Outcome variables gauging the frequency of specific disordered eating behaviors (e.g., binge eating, vomiting) are common in the study of eating and health behaviors. The nature of such data presents several analytical challenges, which may be best addressed through the application of underutilized statistical approaches. While zero-sensitive models are well-supported by methodologists, application of these models has yet to gain traction among a widespread audience of researchers who study eating-related behaviors. The current study examined several approaches to predicting count-based behaviors, including zero-sensitive (i.e., zero-inflated and hurdle) regression models.
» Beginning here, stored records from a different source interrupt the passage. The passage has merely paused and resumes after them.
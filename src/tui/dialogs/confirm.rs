//! Confirmation dialog
//!
//! Yes/no question about a single expense

use ratatui::{
    layout::Alignment,
    style::{Color, Modifier, Style},
    text::{Line, Span},
    widgets::{Block, Borders, Clear, Paragraph, Wrap},
    Frame,
};

use crate::tui::layout::centered_rect_fixed;

/// Render a confirmation dialog asking `question` about `subject`
pub fn render(frame: &mut Frame, question: &str, subject: &str) {
    let area = centered_rect_fixed(56, 8, frame.area());

    frame.render_widget(Clear, area);

    let block = Block::default()
        .title(" Confirm ")
        .title_style(
            Style::default()
                .fg(Color::Yellow)
                .add_modifier(Modifier::BOLD),
        )
        .borders(Borders::ALL)
        .border_style(Style::default().fg(Color::Yellow));

    let lines = vec![
        Line::from(""),
        Line::from(Span::styled(question, Style::default().fg(Color::White))),
        Line::from(Span::styled(subject, Style::default().fg(Color::Cyan))),
        Line::from(""),
        Line::from(vec![
            Span::styled("[Y]", Style::default().fg(Color::Green)),
            Span::raw(" Delete  "),
            Span::styled("[N/Esc]", Style::default().fg(Color::Red)),
            Span::raw(" Keep"),
        ]),
    ];

    let paragraph = Paragraph::new(lines)
        .block(block)
        .alignment(Alignment::Center)
        .wrap(Wrap { trim: false });

    frame.render_widget(paragraph, area);
}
Exploration of alternative models to predict eating-related behaviors occurred in two parts. In Part 1, participants (N = 524; 54% female) completed the Eating Disorder Examination-Questionnaire and Daily Stress Inventory. We considered the theoretical basis and practical utility of several alternative approaches for predicting the frequency of binge eating and compensatory behaviors, including ordinary least squares (OLS), logistic, Poisson, negative binomial, and zero-sensitive models. In Part 2, we completed Monte Carlo simulations comparing negative binomial, zero-inflated negative binomial, and negative binomial hurdle models to further explore when these models are most useful.
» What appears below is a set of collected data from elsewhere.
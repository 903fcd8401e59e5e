//! Toast notification widget
//!
//! Short-lived messages confirming an action, drawn over the top-right
//! corner of the screen.

use std::time::{Duration, Instant};

use ratatui::{
    buffer::Buffer,
    layout::Rect,
    style::{Color, Modifier, Style},
    widgets::{Block, Borders, Clear, Paragraph, Widget, Wrap},
};

const DISPLAY_TIME: Duration = Duration::from_secs(3);

/// Type of notification
#[derive(Debug, Clone, Copy, PartialEq, Eq)]
pub enum NotificationType {
    /// Informational message
    Info,
    /// Success message
    Success,
}

impl NotificationType {
    /// Get the color for this notification type
    pub fn color(&self) -> Color {
        match self {
            Self::Info => Color::Blue,
            Self::Success => Color::Green,
        }
    }

    /// Get the title for this notification type
    pub fn title(&self) -> &'static str {
        match self {
            Self::Info => " i Info ",
            Self::Success => " + Done ",
        }
    }
}

/// A toast notification
#[derive(Debug, Clone)]
pub struct Notification {
    /// The notification message
    pub message: String,
    /// Type of notification
    pub notification_type: NotificationType,
    created_at: Instant,
}

impl Notification {
    /// Create a new notification
    pub fn new(message: impl Into<String>, notification_type: NotificationType) -> Self {
        Self {
            message: message.into(),
            notification_type,
            created_at: Instant::now(),
        }
    }

    /// Create an info notification
    pub fn info(message: impl Into<String>) -> Self {
        Self::new(message, NotificationType::Info)
    }

    /// Create a success notification
    pub fn success(message: impl Into<String>) -> Self {
        Self::new(message, NotificationType::Success)
    }

    /// Check if the notification has expired
    pub fn is_expired(&self) -> bool {
        self.created_at.elapsed() >= DISPLAY_TIME
    }
}

/// Widget for rendering a notification
pub struct NotificationWidget<'a> {
    notification: &'a Notification,
}

impl<'a> NotificationWidget<'a> {
    /// Create a new notification widget
    pub fn new(notification: &'a Notification) -> Self {
        Self { notification }
    }

    /// Area in the top-right corner of `parent` sized for the message
    pub fn area(&self, parent: Rect) -> Rect {
        let width = (self.notification.message.chars().count() as u16 + 4)
            .clamp(20, 50)
            .min(parent.width);
        let height = 3.min(parent.height);
        Rect::new(parent.x + parent.width - width, parent.y, width, height)
    }
}

impl<'a> Widget for NotificationWidget<'a> {
    fn render(self, area: Rect, buf: &mut Buffer) {
        let color = self.notification.notification_type.color();

        Clear.render(area, buf);

        let block = Block::default()
            .borders(Borders::ALL)
            .border_style(Style::default().fg(color))
            .title(self.notification.notification_type.title())
            .title_style(Style::default().fg(color).add_modifier(Modifier::BOLD));

        Paragraph::new(self.notification.message.as_str())
            .style(Style::default().fg(Color::White))
            .wrap(Wrap { trim: true })
            .block(block)
            .render(area, buf);
    }
}

/// A queue of notifications to display
#[derive(Debug, Default)]
pub struct NotificationQueue {
    notifications: Vec<Notification>,
}

impl NotificationQueue {
    /// Create a new notification queue
    pub fn new() -> Self {
        Self::default()
    }

    /// Add a notification to the queue
    pub fn push(&mut self, notification: Notification) {
        self.notifications.push(notification);
    }

    /// Remove expired notifications
    pub fn remove_expired(&mut self) {
        self.notifications.retain(|n| !n.is_expired());
    }

    /// The most recent notification
    pub fn current(&self) -> Option<&Notification> {
        self.notifications.last()
    }

    /// Check if there are any notifications
    pub fn is_empty(&self) -> bool {
        self.notifications.is_empty()
    }
}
Traditional OLS regression models were generally a poor fit for the data structure. Zero-sensitive models, which are not limited to traditional distribution assumptions, were preferable for predicting count-based outcomes. In the data presented, zero-sensitive models were useful in modeling behaviors that were relatively rare (laxative use and vomiting, 9.7% endorsed) along with those that were somewhat common (binge eating, 33.4% endorsed; driven exercise, 40.7% endorsed). Simulations indicated missing data, sample size, and the number of zeros may impact model fit.
Zero-sensitive approaches hold promise for answering key questions about the presence and frequency of common eating-related behaviors and improving the specificity of relevant statistical models. The current manuscript provides practical guidance to aid the use of these models when studying eating-related behaviors.
评估特定饮食失调行为(如暴食、呕吐)频率的结果变量在饮食和健康行为研究中很常见。此类数据的性质提出了一些分析挑战,这些挑战可能通过应用未充分利用的统计方法来最好地解决。虽然零敏感模型得到了方法学家的充分支持,但在研究与饮食相关行为的广泛研究人群中,这些模型的应用尚未得到广泛关注。本研究探讨了预测基于计数的行为的几种方法,包括零敏感(即零膨胀和障碍)回归模型。
探索替代模型来预测饮食相关行为分为两部分。在第 1 部分中,参与者(N=524;54%为女性)完成了饮食障碍检查问卷和日常压力量表。我们考虑了几种替代方法预测暴食和补偿行为频率的理论依据和实际效用,包括普通最小二乘法(OLS)、逻辑、泊松、负二项式和零敏感模型。在第 2 部分中,我们完成了蒙特卡罗模拟比较了负二项式、零膨胀负二项式和负二项式障碍模型,以进一步探索这些模型何时最有用。
传统的 OLS 回归模型通常不适合数据结构。零敏感模型不受传统分布假设的限制,更适合预测基于计数的结果。在所呈现的数据中,零敏感模型对于建模相对罕见的行为(泻药使用和呕吐,9.7%的人表示)以及稍微常见的行为(暴食,33.4%的人表示;驱动运动,40.7%的人表示)很有用。模拟表明缺失数据、样本量和零的数量可能会影响模型拟合度。
零敏感方法有望回答有关常见饮食相关行为的存在和频率的关键问题,并提高相关统计模型的特异性。本文档提供了实用指南,以帮助在研究与饮食相关的行为时使用这些模型。